Yep. Have you checked under your oil cap for the dreaded milk? I had an old Datsun that started to leak from the water pump. Lasted about 50 miles befor she blew.


----------



## nismob12 (Feb 4, 2005)

*coolent tank*

After you shut off the car after it has gotten up to temp the pressure difference will (spit out) some coolant Hence the purpose for the recovery tank
if you keep losing coolant check all the hoses including the hoses that go into the firewall for the heater. if you have no leaks and keep losing coolent you can try using more antifreeze. Antifreeze doesn't evaerate water dose. if you still have a problem then i would look into A head gasket or B cracked head A = coolant in the oil or vise verse B= steam like vapor out the tail pipe some is normal but after the car has run for a few min the steam should go away . if you live some where hot (AZ) this time of year you shouldn't see any vapor at all. 



muccman said:


> Alright, I seem to be losing coolant.
> I can tell when it's getting low beause the car doesnt get up to temperature as fast as it normally does. Today I had to fill up the rad (didnt take too much to fill ). But on the weekend of July 1st I believe, I had went on a highway trip and filled up the coolant in the tank as well. I hadn't checked it again up until today where the overflow tank was pretty well empty. I didnt have enough mixed so I'll fill it up when I get home.
> 
> 
> ...


----------



## sentrastud (May 3, 2002)

muccman said:


> I can tell when it's getting low beause the car doesnt get up to temperature as fast as it normally does.

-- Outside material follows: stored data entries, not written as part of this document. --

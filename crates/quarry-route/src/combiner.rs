//! Combining several routing providers into one transfer.

use std::collections::btree_map::Entry;
use std::sync::Arc;

use tracing::{debug, error, info};

use crate::{
    CombineError, CombinerConfig, Route, RouteError, RouteExecutor, RouteMap, RouteProvider,
    RouteRequest, TransferOptions, normalize_endpoint,
};

/// Routes claimed across all providers, ready for one transfer.
#[derive(Debug, Clone, PartialEq, Eq)]
pub struct CombinedRoutes {
    /// Claimed routes keyed by normalised endpoint.
    pub routes: RouteMap,
    /// Options of the last provider that claimed a route.
    pub options: TransferOptions,
}

/// Queries routing providers in order and transfers each endpoint once.
///
/// The first provider to report an endpoint claims it; later providers
/// reporting the same endpoint, under any scheme, are ignored for it.
pub struct MultiProviderCombiner<E> {
    providers: Vec<Arc<dyn RouteProvider>>,
    executor: E,
    config: CombinerConfig,
}

impl<E: std::fmt::Debug> std::fmt::Debug for MultiProviderCombiner<E> {
    fn fmt(&self, f: &mut std::fmt::Formatter<'_>) -> std::fmt::Result {
        let names: Vec<_> = self.providers.iter().map(|p| p.name()).collect();
        f.debug_struct("MultiProviderCombiner")
            .field("providers", &names)
            .field("executor", &self.executor)
            .field("config", &self.config)
            .finish()
    }
}

impl<E: RouteExecutor> MultiProviderCombiner<E> {
    /// Creates a combiner over `providers`, highest priority first.
    #[must_use]
    pub fn new(providers: Vec<Arc<dyn RouteProvider>>, executor: E) -> Self {
        Self {
            providers,
            executor,
            config: CombinerConfig::default(),
        }
    }

    /// Sets the endpoint filters.
    #[must_use]
    pub fn with_config(mut self, config: CombinerConfig) -> Self {
        self.config = config;
        self
    }

    /// Returns the endpoint filters.
    #[must_use]
    pub const fn config(&self) -> &CombinerConfig {
        &self.config
    }

    /// Returns the executor.
    #[must_use]
    pub const fn executor(&self) -> &E {
        &self.executor
    }

    /// Resolves and deduplicates routes without transferring anything.
    ///
    /// # Errors
    ///
    /// Returns [`CombineError::NoData`] if no provider claimed an endpoint.
    pub async fn resolve(&self, request: &RouteRequest) -> Result<CombinedRoutes, CombineError> {
        let mut routes = RouteMap::new();
        let mut options = None;

        for provider in &self.providers {
            let resolved = match provider.resolve_routes(request).await {
                Ok(resolved) => resolved,
                Err(RouteError::NoData) => {
                    info!(provider = %provider.name(), "No data available from routing provider");
                    continue;
                }
                Err(e) => {
                    error!(provider = %provider.name(), error = %e, "Routing provider failed");
                    continue;
                }
            };

            let mut claimed = 0usize;
            for (endpoint, lines) in resolved.routes {
                let key = normalize_endpoint(&endpoint);
                if !self.config.admits(&key) {
                    debug!(
                        provider = %provider.name(),
                        endpoint = %endpoint,
                        "Endpoint filtered out"
                    );
                    continue;
                }
                match routes.entry(key) {
                    Entry::Vacant(slot) => {
                        slot.insert(Route {
                            endpoint,
                            provider: provider.name().to_string(),
                            lines,
                        });
                        claimed += 1;
                    }
                    Entry::Occupied(taken) => {
                        debug!(
                            provider = %provider.name(),
                            endpoint = %endpoint,
                            claimed_by = %taken.get().provider,
                            "Endpoint already claimed"
                        );
                    }
                }
            }

            if claimed > 0 {
                info!(provider = %provider.name(), endpoints = claimed, "Claimed endpoints");
                options = Some(resolved.options);
            }
        }

        let Some(options) = options else {
            return Err(CombineError::NoData);
        };
        Ok(CombinedRoutes { routes, options })
    }

    /// Resolves all providers and runs a single transfer over the union.
    ///
    /// # Errors
    ///
    /// Returns [`CombineError::NoData`] if nothing was routed, or
    /// [`CombineError::Execute`] if the transfer failed.
    pub async fn run(&self, request: &RouteRequest) -> Result<E::Output, CombineError> {
        let combined = self.resolve(request).await?;
        info!(
            endpoints = combined.routes.len(),
            kind = %combined.options.kind,
            "Starting transfer"
        );
        self.executor
            .execute(&combined.routes, &combined.options)
            .await
            .map_err(CombineError::Execute)
    }
}
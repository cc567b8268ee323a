//! Core types for the quarry time-series acquisition orchestrator.
//!
//! This crate provides the data model shared by the other quarry crates:
//!
//! - [`TimeInterval`] - One stream over one time window, with its [`Status`]
//! - [`Channel`] - Ordered intervals of one location/channel code
//! - [`Station`] - Channels of one station plus coordinates
//! - [`Restrictions`] - Codes, window and quality criteria of a request
//! - [`Domain`] - Spatial part of a request
//! - [`PathResolver`] - Storage policy for downloaded intervals

#![doc(issue_tracker_base_url = "https://github.com/factordynamics/quarry/issues/")]
#![cfg_attr(docsrs, feature(doc_cfg, doc_auto_cfg))]
#![warn(missing_docs)]
#![forbid(unsafe_code)]

mod domain;
mod error;
mod interval;
mod restrictions;
mod station;
mod status;
mod storage;
mod stream;

pub use domain::{CircularDomain, Domain, GlobalDomain, QueryParams, RectangularDomain};
pub use error::{IntervalError, PrepareError, RestrictionsError, TransitionError};
pub use interval::{Channel, TimeInterval};
pub use restrictions::{DEFAULT_CHANNEL_PRIORITIES, DEFAULT_LOCATION_PRIORITIES, Restrictions};
pub use station::{ChannelKey, Station};
pub use status::Status;
pub use storage::{DirectoryResolver, PathResolver, StoragePath};
pub use stream::StreamId;
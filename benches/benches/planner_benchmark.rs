//! Chunk planning benchmarks.
//!
//! Run with: `cargo bench --package quarry-bench`

use chrono::TimeDelta;
use criterion::{BenchmarkId, Criterion, Throughput, criterion_group, criterion_main};
use quarry_bench::Workload;
use quarry_estimate::{ChunkPlanner, DEFAULT_CHUNK_SIZE_BYTES, PayloadEstimator};
use std::hint::black_box;

fn workloads() -> Vec<(&'static str, Workload)> {
    vec![
        (
            "100-stations-1-day",
            Workload {
                stations: 100,
                channels_per_station: 3,
                intervals_per_channel: 1,
                interval: TimeDelta::days(1),
            },
        ),
        (
            "1000-stations-hourly",
            Workload {
                stations: 1000,
                channels_per_station: 6,
                intervals_per_channel: 24,
                interval: TimeDelta::hours(1),
            },
        ),
    ]
}

fn estimate_benchmark(c: &mut Criterion) {
    let estimator = PayloadEstimator::new();
    let mut group = c.benchmark_group("estimate");

    for (name, workload) in workloads() {
        group.throughput(Throughput::Elements(workload.len() as u64));
        group.bench_with_input(BenchmarkId::from_parameter(name), &workload, |b, w| {
            b.iter(|| black_box(w.estimated(&estimator)));
        });
    }
    group.finish();
}

fn plan_benchmark(c: &mut Criterion) {
    let estimator = PayloadEstimator::new();
    let mut group = c.benchmark_group("plan");

    for (name, workload) in workloads() {
        let items = workload.estimated(&estimator);
        group.throughput(Throughput::Elements(items.len() as u64));

        for threshold in [1024 * 1024, DEFAULT_CHUNK_SIZE_BYTES] {
            let planner = ChunkPlanner::new(threshold);
            group.bench_with_input(
                BenchmarkId::new(name, threshold),
                &items,
                |b, items| {
                    b.iter(|| black_box(planner.plan(items.iter().cloned())));
                },
            );
        }
    }
    group.finish();
}

criterion_group!(benches, estimate_benchmark, plan_benchmark);
criterion_main!(benches);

Typically when your losing coolant, your car will heat up significantly quicker. The lower coolant volume doesnt have as high of an overall heat capacity as a result becomes heat saturated much quicker. 

If your car is taking longer to heat up it could be:

a) the thermostat is stuck open. The engines have a wax type thermostat that restricts coolant flow until the engine has warmed up to normal operating temperature. When its warmed up the thermostat opens and allows the coolant to cycle through the whole system at full capacity. 
If its stuck open, your car will take far longer to reach temperature as the engine is heating the whole system at once, rather than a smaller portion of your total coolant. 

b) You have fresher coolant. Fresher coolant exchanges heat more effectively than old/ decayed coolant. If you changed you coolant recently you may notice your car doesnt warm up as hot anymore. 

If your still leaking, check the bottom edge of your rad. My Sentra recently started dripping from corrosion along the bottom edge. I left it for a few weeks and then my rad exploded and was pouring coolant...
Take a peek and see if coolant is coming form there?

-Nick


----------



## muccman (Aug 24, 2003)

im going to go find a rad pressure tester.. my dad thinks it might be the rad.. but we'll have to see...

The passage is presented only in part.